**LISTED RECORDS:**
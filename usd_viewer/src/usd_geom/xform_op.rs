/// Transform operations named by `xformOpOrder`
///
/// Each entry of `xformOpOrder` names an attribute `xformOp:<type>[:<suffix>]`,
/// optionally prefixed with `!invert!`. The special entry `!resetXformStack!`
/// discards the parent transform.

use glam::{DMat4, DVec3};

use crate::usd::Value;

/// Entry that makes a prim ignore its parent's transform.
pub const RESET_XFORM_STACK: &str = "!resetXformStack!";

const INVERT_PREFIX: &str = "!invert!";
const OP_NAMESPACE: &str = "xformOp:";

#[derive(Debug, Clone, Copy, PartialEq, Eq)]
pub enum Axis {
    X,
    Y,
    Z,
}

impl Axis {
    fn from_char(c: char) -> Option<Self> {
        match c {
            'X' => Some(Axis::X),
            'Y' => Some(Axis::Y),
            'Z' => Some(Axis::Z),
            _ => None,
        }
    }

    fn rotation(self, degrees: f64) -> DMat4 {
        let radians = degrees.to_radians();
        match self {
            Axis::X => DMat4::from_rotation_x(radians),
            Axis::Y => DMat4::from_rotation_y(radians),
            Axis::Z => DMat4::from_rotation_z(radians),
        }
    }

    fn component(self, v: DVec3) -> f64 {
        match self {
            Axis::X => v.x,
            Axis::Y => v.y,
            Axis::Z => v.z,
        }
    }
}

#[derive(Debug, Clone, Copy, PartialEq, Eq)]
pub enum XformOpType {
    Translate,
    Scale,
    /// Single-axis rotation in degrees
    Rotate(Axis),
    /// Three-axis rotation; the first axis is applied first
    RotateEuler([Axis; 3]),
    /// Quaternion rotation
    Orient,
    /// Full 4x4 matrix
    Transform,
}

impl XformOpType {
    fn from_name(name: &str) -> Option<Self> {
        match name {
            "translate" => Some(XformOpType::Translate),
            "scale" => Some(XformOpType::Scale),
            "orient" => Some(XformOpType::Orient),
            "transform" => Some(XformOpType::Transform),
            _ => {
                let axes = name.strip_prefix("rotate")?;
                let parsed: Vec<Axis> = axes.chars().map(Axis::from_char).collect::<Option<_>>()?;
                match parsed.as_slice() {
                    [axis] => Some(XformOpType::Rotate(*axis)),
                    [a, b, c] if a != b && b != c && a != c => Some(XformOpType::RotateEuler([*a, *b, *c])),
                    _ => None,
                }
            }
        }
    }
}

/// One parsed `xformOpOrder` entry.
#[derive(Debug, Clone, PartialEq)]
pub struct XformOp {
    pub op_type: XformOpType,
    /// Attribute holding the op value, e.g. `xformOp:translate:pivot`
    pub attribute_name: String,
    pub inverse: bool,
}

impl XformOp {
    /// Parse an `xformOpOrder` token. `None` for unknown op types and for
    /// `!resetXformStack!`.
    pub fn parse(token: &str) -> Option<Self> {
        let (inverse, attribute_name) = match token.strip_prefix(INVERT_PREFIX) {
            Some(rest) => (true, rest),
            None => (false, token),
        };
        let op_name = attribute_name.strip_prefix(OP_NAMESPACE)?;
        let type_name = op_name.split(':').next()?;
        let op_type = XformOpType::from_name(type_name)?;
        Some(Self { op_type, attribute_name: attribute_name.to_string(), inverse })
    }

    /// Column-vector matrix of this op for `value`, `None` when the value has
    /// the wrong shape.
    pub fn matrix(&self, value: &Value) -> Option<DMat4> {
        let m = match self.op_type {
            XformOpType::Translate => DMat4::from_translation(value.as_dvec3()?),
            XformOpType::Scale => DMat4::from_scale(value.as_dvec3()?),
            XformOpType::Rotate(axis) => axis.rotation(value.as_f64()?),
            XformOpType::RotateEuler(axes) => {
                let angles = value.as_dvec3()?;
                axes.iter()
                    .fold(DMat4::IDENTITY, |m, axis| axis.rotation(axis.component(angles)) * m)
            }
            XformOpType::Orient => DMat4::from_quat(value.as_dquat()?.normalize()),
            XformOpType::Transform => value.as_dmat4()?,
        };
        Some(if self.inverse { m.inverse() } else { m })
    }
}
//! Prim handles

use crate::sdf::SdfPath;

/// How a prim spec was introduced in the layer.
#[derive(Debug, Clone, Copy, PartialEq, Eq, Hash)]
pub enum Specifier {
    /// `def`: concrete, defined prim
    Def,
    /// `over`: opinion without a definition
    Over,
    /// `class`: abstract prim, never rendered
    Class,
}

impl Specifier {
    pub fn keyword(self) -> &'static str {
        match self {
            Specifier::Def => "def",
            Specifier::Over => "over",
            Specifier::Class => "class",
        }
    }

    pub fn from_keyword(word: &str) -> Option<Self> {
        match word {
            "def" => Some(Specifier::Def),
            "over" => Some(Specifier::Over),
            "class" => Some(Specifier::Class),
            _ => None,
        }
    }
}

/// Lightweight handle to a prim of a stage.
///
/// Prims are addressed by path; the handle carries the schema type name so
/// typed views (`UsdGeomCamera`, `UsdGeomMesh`) can check it without another
/// stage lookup.
#[derive(Debug, Clone, PartialEq, Eq, Hash)]
pub struct Prim {
    path: SdfPath,
    type_name: String,
    specifier: Specifier,
}

impl Prim {
    pub fn new(path: SdfPath, type_name: impl Into<String>, specifier: Specifier) -> Self {
        Self { path, type_name: type_name.into(), specifier }
    }

    /// Handle for the pseudo-root `/`.
    pub fn pseudo_root() -> Self {
        Self::new(SdfPath::absolute_root(), "", Specifier::Def)
    }

    pub fn path(&self) -> &SdfPath {
        &self.path
    }

    pub fn name(&self) -> &str {
        self.path.name()
    }

    /// Schema type name (`"Camera"`, `"Mesh"`, `""` for typeless prims).
    pub fn type_name(&self) -> &str {
        &self.type_name
    }

    pub fn specifier(&self) -> Specifier {
        self.specifier
    }

    pub fn is_pseudo_root(&self) -> bool {
        self.path.is_absolute_root()
    }

    /// Defined by a `def` (or `class`) spec rather than only `over`s.
    pub fn is_defined(&self) -> bool {
        self.specifier != Specifier::Over
    }

    pub fn is_abstract(&self) -> bool {
        self.specifier == Specifier::Class
    }
}
/*!
# USD Viewer

Core types for a minimal USD scene viewer.

The crate opens a `.usda` scene, resolves the `/camera1` camera, computes its
view and projection once, then drives a frame loop that renders the whole
stage into a window whose size may change at any time.

## Architecture

- **usd / sdf**: `.usda` loader, composed stage, prim paths, time codes
- **usd_geom**: Xformable, Camera and Mesh schema views over a `SceneStage`
- **gf**: camera model and frustum math
- **imaging**: `ImagingEngine` trait (camera state, viewport, render)
- **window**: `WindowSystem` trait (window setup, frame callbacks, surface)
- **viewer**: startup stages and the per-frame renderer

Backends implement `ImagingEngine` and `WindowSystem`; see
`usd_viewer_renderer_vulkan`.
*/

// Internal modules
mod error;
pub mod log;

pub mod cli;
pub mod config;
pub mod gf;
pub mod imaging;
pub mod sdf;
pub mod usd;
pub mod usd_geom;
pub mod viewer;
pub mod window;

// Error types
pub use error::{Error, Result, FAILURE_EXIT_CODE, USAGE_EXIT_CODE};

// Re-export math library at crate root
pub use glam;
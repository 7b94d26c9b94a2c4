//! SdfPath: slash-delimited address of a prim in the scene hierarchy.
//!
//! Only prim paths are modelled (no property or variant selection parts).
//! Absolute paths start with `/`; the absolute root `/` addresses the
//! pseudo-root.

use std::fmt;
use std::str::FromStr;

use crate::error::{Error, Result};

/// A validated prim path.
#[derive(Debug, Clone, PartialEq, Eq, Hash, PartialOrd, Ord)]
pub struct SdfPath {
    text: String,
}

impl SdfPath {
    /// The absolute root path `/`.
    pub fn absolute_root() -> Self {
        Self { text: "/".to_string() }
    }

    /// Parse and validate a path string.
    pub fn new(text: &str) -> Result<Self> {
        if text.is_empty() {
            return Err(Error::PathSyntax("empty path".to_string()));
        }
        if text == "/" {
            return Ok(Self::absolute_root());
        }

        let body = text.strip_prefix('/').unwrap_or(text);
        if body.ends_with('/') {
            return Err(Error::PathSyntax(format!("trailing '/' in {:?}", text)));
        }
        for element in body.split('/') {
            if !is_valid_identifier(element) {
                return Err(Error::PathSyntax(format!(
                    "invalid prim name {:?} in {:?}",
                    element, text
                )));
            }
        }

        Ok(Self { text: text.to_string() })
    }

    /// Path text.
    pub fn as_str(&self) -> &str {
        &self.text
    }

    /// True for paths that start with `/`.
    pub fn is_absolute(&self) -> bool {
        self.text.starts_with('/')
    }

    /// True for `/`.
    pub fn is_absolute_root(&self) -> bool {
        self.text == "/"
    }

    /// Last element (`""` for the absolute root).
    pub fn name(&self) -> &str {
        if self.is_absolute_root() {
            return "";
        }
        self.text.rsplit('/').next().unwrap_or("")
    }

    /// Parent path, `None` for the absolute root and single-element relative paths.
    pub fn parent(&self) -> Option<SdfPath> {
        if self.is_absolute_root() {
            return None;
        }
        match self.text.rfind('/') {
            Some(0) => Some(Self::absolute_root()),
            Some(idx) => Some(Self { text: self.text[..idx].to_string() }),
            None => None,
        }
    }

    /// Number of elements below the root.
    pub fn depth(&self) -> usize {
        self.elements().count()
    }

    /// Path elements, root first.
    pub fn elements(&self) -> impl Iterator<Item = &str> + '_ {
        self.text.split('/').filter(|e| !e.is_empty())
    }

    /// Child path `self/name`.
    pub fn append_child(&self, name: &str) -> Result<SdfPath> {
        if !is_valid_identifier(name) {
            return Err(Error::PathSyntax(format!("invalid prim name {:?}", name)));
        }
        let text = if self.is_absolute_root() {
            format!("/{}", name)
        } else {
            format!("{}/{}", self.text, name)
        };
        Ok(Self { text })
    }

    /// True if `self` equals `prefix` or lies below it.
    pub fn has_prefix(&self, prefix: &SdfPath) -> bool {
        if prefix.is_absolute_root() {
            return self.is_absolute();
        }
        self.text == prefix.text
            || (self.text.starts_with(&prefix.text)
                && self.text.as_bytes().get(prefix.text.len()) == Some(&b'/'))
    }
}

impl FromStr for SdfPath {
    type Err = Error;

    fn from_str(s: &str) -> Result<Self> {
        SdfPath::new(s)
    }
}

impl fmt::Display for SdfPath {
    fn fmt(&self, f: &mut fmt::Formatter<'_>) -> fmt::Result {
        f.write_str(&self.text)
    }
}

/// `[A-Za-z_][A-Za-z0-9_]*`
pub fn is_valid_identifier(name: &str) -> bool {
    let mut chars = name.chars();
    match chars.next() {
        Some(c) if c.is_ascii_alphabetic() || c == '_' => {}
        _ => return false,
    }
    chars.all(|c| c.is_ascii_alphanumeric() || c == '_')
}

#[cfg(test)]
#[path = "path_tests.rs"]
mod tests;
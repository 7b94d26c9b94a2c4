//! Geometry schemas: cameras, meshes and transformable prims.

pub mod camera;
pub mod mesh;
pub mod xform_op;
pub mod xformable;

pub use camera::UsdGeomCamera;
pub use mesh::{Interpolation, Triangle, UsdGeomMesh};
pub use xform_op::{XformOp, XformOpType};
pub use xformable::UsdGeomXformable;
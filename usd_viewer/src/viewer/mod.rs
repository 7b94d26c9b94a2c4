//! Viewer control flow: startup stages and the frame loop.

mod app;
mod frame_renderer;
mod startup;
#[cfg(test)]
pub(crate) mod test_support;

pub use crate::config::CAMERA_PATH;
pub use app::run;
pub use frame_renderer::FrameRenderer;
pub use startup::{bootstrap_window, extract_camera_state, load_stage, resolve_camera};
/// Mock imaging engine for unit tests (no rendering)
///
/// Records every call so tests can check ordering and counts.

use glam::DMat4;

use crate::error::Result;
use crate::imaging::{ImagingEngine, RenderParams, RenderViewport, COLOR_AOV, DEPTH_AOV};
use crate::sdf::SdfPath;
use crate::usd::{Prim, SceneStage};
use crate::viewer_bail;

#[derive(Debug, Clone, PartialEq)]
pub enum EngineCall {
    SetAov(String),
    SetCameraState { view: DMat4, projection: DMat4 },
    SetViewport(RenderViewport),
    Render(SdfPath),
}

#[derive(Debug, Default)]
pub struct MockImagingEngine {
    pub calls: Vec<EngineCall>,
    /// When set, `render` fails with this message
    pub fail_render: Option<String>,
}

impl MockImagingEngine {
    pub fn new() -> Self {
        Self::default()
    }

    pub fn count(&self, pred: impl Fn(&EngineCall) -> bool) -> usize {
        self.calls.iter().filter(|c| pred(c)).count()
    }

    pub fn viewports(&self) -> Vec<RenderViewport> {
        self.calls
            .iter()
            .filter_map(|c| match c {
                EngineCall::SetViewport(v) => Some(*v),
                _ => None,
            })
            .collect()
    }
}

impl ImagingEngine for MockImagingEngine {
    fn set_renderer_aov(&mut self, aov: &str) -> Result<()> {
        if aov != COLOR_AOV && aov != DEPTH_AOV {
            viewer_bail!("usd_viewer::MockImagingEngine", "Unsupported AOV '{}'", aov);
        }
        self.calls.push(EngineCall::SetAov(aov.to_string()));
        Ok(())
    }

    fn set_camera_state(&mut self, view: DMat4, projection: DMat4) {
        self.calls.push(EngineCall::SetCameraState { view, projection });
    }

    fn set_render_viewport(&mut self, viewport: RenderViewport) {
        self.calls.push(EngineCall::SetViewport(viewport));
    }

    fn render(&mut self, _stage: &dyn SceneStage, root: &Prim, _params: &RenderParams) -> Result<()> {
        self.calls.push(EngineCall::Render(root.path().clone()));
        if let Some(message) = &self.fail_render {
            viewer_bail!("usd_viewer::MockImagingEngine", "{}", message);
        }
        Ok(())
    }
}
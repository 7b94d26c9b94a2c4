/// ImagingEngine trait: renders a stage subtree into the current frame
///
/// The engine keeps its own state (selected output, camera matrices,
/// viewport). The viewer sets the camera once and the viewport every frame.

use glam::{DMat4, DVec4};

use crate::error::Result;
use crate::usd::{Prim, SceneStage, TimeCode};

/// Output variable rendered to the frame.
pub const COLOR_AOV: &str = "color";
/// Linearized depth visualization.
pub const DEPTH_AOV: &str = "depth";

/// View and projection matrices pushed to the engine.
#[derive(Debug, Clone, Copy, PartialEq)]
pub struct CameraState {
    /// World-to-view
    pub view: DMat4,
    /// View-to-clip (GL depth range)
    pub projection: DMat4,
}

impl CameraState {
    pub fn new(view: DMat4, projection: DMat4) -> Self {
        Self { view, projection }
    }

    /// projection * view
    pub fn view_projection(&self) -> DMat4 {
        self.projection * self.view
    }
}

/// Pixel rectangle the engine renders into.
#[derive(Debug, Clone, Copy, PartialEq)]
pub struct RenderViewport {
    pub x: f64,
    pub y: f64,
    pub width: f64,
    pub height: f64,
}

impl RenderViewport {
    pub fn new(x: f64, y: f64, width: f64, height: f64) -> Self {
        Self { x, y, width, height }
    }

    /// Viewport covering a whole `width` x `height` surface.
    pub fn from_size(width: u32, height: u32) -> Self {
        Self::new(0.0, 0.0, f64::from(width), f64::from(height))
    }

    pub fn as_dvec4(&self) -> DVec4 {
        DVec4::new(self.x, self.y, self.width, self.height)
    }

    pub fn is_empty(&self) -> bool {
        self.width <= 0.0 || self.height <= 0.0
    }
}

/// Per-render options.
#[derive(Debug, Clone, Copy, PartialEq)]
pub struct RenderParams {
    /// Time at which scene attributes are evaluated
    pub time: TimeCode,
    /// Shade with a headlight; flat display colors otherwise
    pub enable_lighting: bool,
    /// Skip meshes whose authored extent is outside the frustum
    pub cull_with_extent: bool,
}

impl Default for RenderParams {
    fn default() -> Self {
        Self {
            time: TimeCode::Default,
            enable_lighting: false,
            cull_with_extent: true,
        }
    }
}

pub trait ImagingEngine {
    /// Select the output variable; fails for outputs the engine cannot produce.
    fn set_renderer_aov(&mut self, aov: &str) -> Result<()>;

    fn set_camera_state(&mut self, view: DMat4, projection: DMat4);

    fn set_render_viewport(&mut self, viewport: RenderViewport);

    /// Render `root` and its descendants.
    fn render(&mut self, stage: &dyn SceneStage, root: &Prim, params: &RenderParams) -> Result<()>;
}
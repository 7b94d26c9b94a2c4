/*!
# USD Viewer - Vulkan Backend

Window system and imaging engine for the `usd_viewer` control flow.

- [`WinitWindowSystem`] implements `WindowSystem` on a winit event loop and
  presents frames through a Vulkan swapchain ([`VulkanPresenter`]).
- [`SoftwareImagingEngine`] implements `ImagingEngine` by rasterizing the
  stage's meshes on the CPU into the framebuffer shared with the window.

Vulkan validation layers are available behind the `vulkan-validation`
feature; their messages go to the viewer log.

```no_run
use usd_viewer_renderer_vulkan::{PresenterConfig, SoftwareImagingEngine, WinitWindowSystem};

let window_system = WinitWindowSystem::new(PresenterConfig::default());
let engine = SoftwareImagingEngine::new(window_system.framebuffer());
```
*/

mod framebuffer;
mod rasterizer;
mod software_imaging_engine;
mod vulkan_context;
mod vulkan_presenter;
mod vulkan_swapchain;
mod winit_window_system;

#[cfg(feature = "vulkan-validation")]
mod debug;

pub use framebuffer::{unorm8, Framebuffer, SharedFramebuffer, CLEAR_DEPTH};
pub use rasterizer::{draw_triangle, ClipVertex};
pub use software_imaging_engine::{Aov, RenderStats, SoftwareImagingEngine};
pub use vulkan_presenter::{PresenterConfig, VulkanPresenter, MAX_FRAMES_IN_FLIGHT};
pub use vulkan_swapchain::PixelLayout;
pub use winit_window_system::{FramebufferSurface, PresentTarget, WinitWindowSystem};

#[cfg(feature = "vulkan-validation")]
pub use debug::{validation_stats, ValidationStats};
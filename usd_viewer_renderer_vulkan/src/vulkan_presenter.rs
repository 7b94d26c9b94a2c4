/// VulkanPresenter - shows the CPU framebuffer in the window
///
/// Each `present` copies the framebuffer into a host-visible staging buffer,
/// records a buffer-to-image copy into the acquired swapchain image and
/// presents it. Two frames may be in flight; each has its own command buffer,
/// fence, acquire semaphore and staging buffer.

use ash::vk;
use gpu_allocator::vulkan::{Allocation, AllocationCreateDesc, AllocationScheme};
use gpu_allocator::MemoryLocation;
use raw_window_handle::{HasDisplayHandle, HasWindowHandle};
use usd_viewer::{viewer_debug, viewer_err, viewer_trace, Result};

use crate::framebuffer::Framebuffer;
use crate::vulkan_context::VulkanContext;
use crate::vulkan_swapchain::{PixelLayout, Swapchain};

pub const MAX_FRAMES_IN_FLIGHT: usize = 2;

/// Presenter creation options.
#[derive(Debug, Clone, PartialEq, Eq)]
pub struct PresenterConfig {
    /// Enable `VK_LAYER_KHRONOS_validation` (needs the `vulkan-validation`
    /// feature)
    pub enable_validation: bool,
    pub app_name: String,
}

impl Default for PresenterConfig {
    fn default() -> Self {
        Self {
            enable_validation: cfg!(all(debug_assertions, feature = "vulkan-validation")),
            app_name: "usd_view".to_string(),
        }
    }
}

struct StagingBuffer {
    buffer: vk::Buffer,
    allocation: Option<Allocation>,
    size: u64,
}

struct FrameResources {
    command_buffer: vk::CommandBuffer,
    in_flight: vk::Fence,
    image_available: vk::Semaphore,
    staging: Option<StagingBuffer>,
}

pub struct VulkanPresenter {
    frames: Vec<FrameResources>,
    /// One per swapchain image
    render_finished: Vec<vk::Semaphore>,
    command_pool: vk::CommandPool,
    current_frame: usize,
    needs_recreate: bool,
    window_size: (u32, u32),
    frames_presented: u64,
    /// Declared before `ctx`: destroyed while the device is alive
    swapchain: Option<Swapchain>,
    ctx: VulkanContext,
}
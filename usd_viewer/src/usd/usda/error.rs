use std::fmt;

/// A parse error from a `.usda` layer.
#[derive(Debug, Clone, PartialEq)]
pub struct ParseError {
    pub message: String,
    /// 1-based source line number where the error occurred.
    pub line: usize,
    /// 1-based source column number where the error occurred.
    pub col: usize,
}

impl ParseError {
    pub(crate) fn new(msg: impl Into<String>, line: usize, col: usize) -> Self {
        Self { message: msg.into(), line, col }
    }
}

impl fmt::Display for ParseError {
    fn fmt(&self, f: &mut fmt::Formatter<'_>) -> fmt::Result {
        write!(f, "usda parse error at {}:{}: {}", self.line, self.col, self.message)
    }
}

impl std::error::Error for ParseError {}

**INSTRUCTIONS FOR THE TASK:**
Write out a verbatim copy of the data, beginning with its first line and ending with the line that contains "fn rotation(self, degrees: f64)".

**RESULT OF THIS TASK:**
filename usd_viewer/src/usd_geom/xform_op.rs
/// Transform operations named by `xformOpOrder`
///
/// Each entry of `xformOpOrder` names an attribute `xformOp:<type>[:<suffix>]`,
/// optionally prefixed with `!invert!`. The special entry `!resetXformStack!`
/// discards the parent transform.

use glam::{DMat4, DVec3};

use crate::usd::Value;

/// Entry that makes a prim ignore its parent's transform.
pub const RESET_XFORM_STACK: &str = "!resetXformStack!";

const INVERT_PREFIX: &str = "!invert!";
const OP_NAMESPACE: &str = "xformOp:";

#[derive(Debug, Clone, Copy, PartialEq, Eq)]
pub enum Axis {
    X,
    Y,
    Z,
}

impl Axis {
    fn from_char(c: char) -> Option<Self> {
        match c {
            'X' => Some(Axis::X),
            'Y' => Some(Axis::Y),
            'Z' => Some(Axis::Z),
            _ => None,
        }
    }

    fn rotation(self, degrees: f64) -> DMat4 {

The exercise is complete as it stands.